Word for word, copy the records that follow.
─── Data supplied
use anyhow::{Context, Result};
use chrono::Utc;
use futures::{Sink, SinkExt, StreamExt};
use momentum_ipc::chat_messages::{CHAT_NAMESPACE, ClientEvent, ServerEvent};
use std::time::Duration;
use tokio::net::{TcpListener, TcpStream};
use tokio_tungstenite::tungstenite::Message as WsMessage;
use tokio_tungstenite::tungstenite::handshake::server::{ErrorResponse, Request, Response};
use tokio_tungstenite::tungstenite::http::StatusCode;
use tracing::{debug, error, info, warn};
use uuid::Uuid;

const DEFAULT_ADDR: &str = "127.0.0.1:5000";

/// Delay between streamed chunks, so clients see a real stream
const CHUNK_DELAY: Duration = Duration::from_millis(60);

#[tokio::main]
async fn main() -> Result<()> {
    tracing_subscriber::fmt()
        .with_max_level(tracing::Level::DEBUG)
        .init();

    let addr = std::env::args()
        .nth(1)
        .unwrap_or_else(|| DEFAULT_ADDR.to_string());
    let listener = TcpListener::bind(&addr)
        .await
        .with_context(|| format!("Failed to bind {}", addr))?;
    info!("Stub chat server listening on ws://{}{}", addr, CHAT_NAMESPACE);

    loop {
        let (stream, peer) = listener.accept().await?;
        tokio::spawn(async move {
            if let Err(e) = serve(stream).await {
                error!("Connection from {} failed: {:#}", peer, e);
            }
        });
    }
}

async fn serve(stream: TcpStream) -> Result<()> {
    let ws = tokio_tungstenite::accept_hdr_async(stream, check_namespace)
        .await
        .context("WebSocket handshake failed")?;
    let (mut tx, mut rx) = ws.split();

    let session_id = Uuid::new_v4().to_string();
    info!("Session {} connected", session_id);
    send(
        &mut tx,
        &ServerEvent::Connected {
            session_id: session_id.clone(),
            message: Some("Connected to AI chat assistant!".to_string()),
        },
    )
    .await?;

    while let Some(frame) = rx.next().await {
        let text = match frame? {
            WsMessage::Text(text) => text,
            WsMessage::Close(_) => break,
            _ => continue,
        };

        let event = match serde_json::from_str::<ClientEvent>(&text) {
            Ok(event) => event,
            Err(e) => {
                warn!("Bad client frame: {}", e);
                send(
                    &mut tx,
                    &ServerEvent::Error {
                        message: Some("Malformed event".to_string()),
                    },
                )
                .await?;
                continue;
            }
        };

        match event {
            ClientEvent::SendMessage { message, .. } => {
                debug!("Session {} says: {}", session_id, message);
                reply(&mut tx, &session_id, &message).await?;
            }
            ClientEvent::ClearHistory { .. } => {
                send(
                    &mut tx,
                    &ServerEvent::HistoryCleared {
                        message: Some("Chat history cleared".to_string()),
                    },
                )
                .await?;
            }
        }
    }

    info!("Session {} disconnected", session_id);
    Ok(())
}

/// Only the chat namespace accepts connections
fn check_namespace(request: &Request, response: Response) -> Result<Response, ErrorResponse> {
    if request.uri().path() == CHAT_NAMESPACE {
        return Ok(response);
    }
    warn!("Refusing connection to {}", request.uri().path());
    let mut refusal = ErrorResponse::new(Some(format!("Unknown namespace {}", request.uri().path())));
    *refusal.status_mut() = StatusCode::NOT_FOUND;
    Err(refusal)
}

/// Echoes the message back word by word, framed like a real streamed reply
async fn reply<S>(tx: &mut S, session_id: &str, message: &str) -> Result<()>
where
    S: Sink<WsMessage> + Unpin,
    S::Error: std::error::Error + Send + Sync + 'static,
{
    if message.trim().is_empty() {
        return send(
            tx,
            &ServerEvent::Error {
                message: Some("Message cannot be empty".to_string()),
            },
        )
        .await;
    }

    let timestamp = Some(Utc::now().to_rfc3339());
    send(
        tx,
        &ServerEvent::UserMessage {
            message: message.to_string(),
            timestamp: timestamp.clone(),
        },
    )
    .await?;
    send(tx, &ServerEvent::AiTyping { typing: true }).await?;

    let answer = format!("You said: {}", message);
    for (i, word) in answer.split(' ').enumerate() {
        let chunk = if i == 0 {
            word.to_string()
        } else {
            format!(" {}", word)
        };
        tokio::time::sleep(CHUNK_DELAY).await;
        send(
            tx,
            &ServerEvent::AiResponseChunk {
                chunk,
                session_id: Some(session_id.to_string()),
            },
        )
        .await?;
    }

    send(tx, &ServerEvent::AiTyping { typing: false }).await?;
    send(
        tx,
        &ServerEvent::AiResponseComplete {
            message: Some(answer),
            timestamp,
        },
    )
    .await
}

async fn send<S>(tx: &mut S, event: &ServerEvent) -> Result<()>
where
    S: Sink<WsMessage> + Unpin,
    S::Error: std::error::Error + Send + Sync + 'static,
{
    let frame = serde_json::to_string(event)?;
    tx.send(WsMessage::Text(frame)).await?;
    Ok(())
}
──────
▶ **Result for this exercise**
use anyhow::{Context, Result};
use chrono::Utc;
use futures::{Sink, SinkExt, StreamExt};
use momentum_ipc::chat_messages::{CHAT_NAMESPACE, ClientEvent, ServerEvent};
use std::time::Duration;
use tokio::net::{TcpListener, TcpStream};
use tokio_tungstenite::tungstenite::Message as WsMessage;
use tokio_tungstenite::tungstenite::handshake::server::{ErrorResponse, Request, Response};
use tokio_tungstenite::tungstenite::http::StatusCode;
use tracing::{debug, error, info, warn};
use uuid::Uuid;

const DEFAULT_ADDR: &str = "127.0.0.1:5000";

/// Delay between streamed chunks, so clients see a real stream
const CHUNK_DELAY: Duration = Duration::from_millis(60);

#[tokio::main]
async fn main() -> Result<()> {
    tracing_subscriber::fmt()
        .with_max_level(tracing::Level::DEBUG)
        .init();

    let addr = std::env::args()
        .nth(1)
        .unwrap_or_else(|| DEFAULT_ADDR.to_string());
    let listener = TcpListener::bind(&addr)
        .await
        .with_context(|| format!("Failed to bind {}", addr))?;
    info!("Stub chat server listening on ws://{}{}", addr, CHAT_NAMESPACE);

    loop {
        let (stream, peer) = listener.accept().await?;
        tokio::spawn(async move {
            if let Err(e) = serve(stream).await {
                error!("Connection from {} failed: {:#}", peer, e);
            }
        });
    }
}

async fn serve(stream: TcpStream) -> Result<()> {
    let ws = tokio_tungstenite::accept_hdr_async(stream, check_namespace)
        .await
        .context("WebSocket handshake failed")?;
    let (mut tx, mut rx) = ws.split();

    let session_id = Uuid::new_v4().to_string();
    info!("Session {} connected", session_id);
    send(
        &mut tx,
        &ServerEvent::Connected {
            session_id: session_id.clone(),
            message: Some("Connected to AI chat assistant!".to_string()),
        },
    )
    .await?;

    while let Some(frame) = rx.next().await {
        let text = match frame? {
            WsMessage::Text(text) => text,
            WsMessage::Close(_) => break,
            _ => continue,
        };

        let event = match serde_json::from_str::<ClientEvent>(&text) {
            Ok(event) => event,
            Err(e) => {
                warn!("Bad client frame: {}", e);
                send(
                    &mut tx,
                    &ServerEvent::Error {
                        message: Some("Malformed event".to_string()),
                    },
                )
                .await?;
                continue;
            }
        };

        match event {
            ClientEvent::SendMessage { message, .. } => {
                debug!("Session {} says: {}", session_id, message);
                reply(&mut tx, &session_id, &message).await?;
            }
            ClientEvent::ClearHistory { .. } => {
                send(
                    &mut tx,
                    &ServerEvent::HistoryCleared {
                        message: Some("Chat history cleared".to_string()),
                    },
                )
                .await?;
            }
        }
    }

    info!("Session {} disconnected", session_id);
    Ok(())
}

/// Only the chat namespace accepts connections
fn check_namespace(request: &Request, response: Response) -> Result<Response, ErrorResponse> {
    if request.uri().path() == CHAT_NAMESPACE {
        return Ok(response);
    }
    warn!("Refusing connection to {}", request.uri().path());
    let mut refusal = ErrorResponse::new(Some(format!("Unknown namespace {}", request.uri().path())));
    *refusal.status_mut() = StatusCode::NOT_FOUND;
    Err(refusal)
}

/// Echoes the message back word by word, framed like a real streamed reply
async fn reply<S>(tx: &mut S, session_id: &str, message: &str) -> Result<()>
where
    S: Sink<WsMessage> + Unpin,
    S::Error: std::error::Error + Send + Sync + 'static,
{
    if message.trim().is_empty() {
        return send(
            tx,
            &ServerEvent::Error {
                message: Some("Message cannot be empty".to_string()),
            },
        )
        .await;
    }

    let timestamp = Some(Utc::now().to_rfc3339());
    send(
        tx,
        &ServerEvent::UserMessage {
            message: message.to_string(),
            timestamp: timestamp.clone(),
        },
    )
    .await?;
    send(tx, &ServerEvent::AiTyping { typing: true }).await?;

    let answer = format!("You said: {}", message);
    for (i, word) in answer.split(' ').enumerate() {
        let chunk = if i == 0 {
            word.to_string()
        } else {
            format!(" {}", word)
        };
        tokio::time::sleep(CHUNK_DELAY).await;
        send(
            tx,
            &ServerEvent::AiResponseChunk {
                chunk,
                session_id: Some(session_id.to_string()),
            },
        )
        .await?;
    }

    send(tx, &ServerEvent::AiTyping { typing: false }).await?;
    send(
        tx,
        &ServerEvent::AiResponseComplete {
            message: Some(answer),
            timestamp,
        },
    )
    .await
}

async fn send<S>(tx: &mut S, event: &ServerEvent) -> Result<()>
where
    S: Sink<WsMessage> + Unpin,
    S::Error: std::error::Error + Send + Sync + 'static,
{
    let frame = serde_json::to_string(event)?;
    tx.send(WsMessage::Text(frame)).await?;
    Ok(())
}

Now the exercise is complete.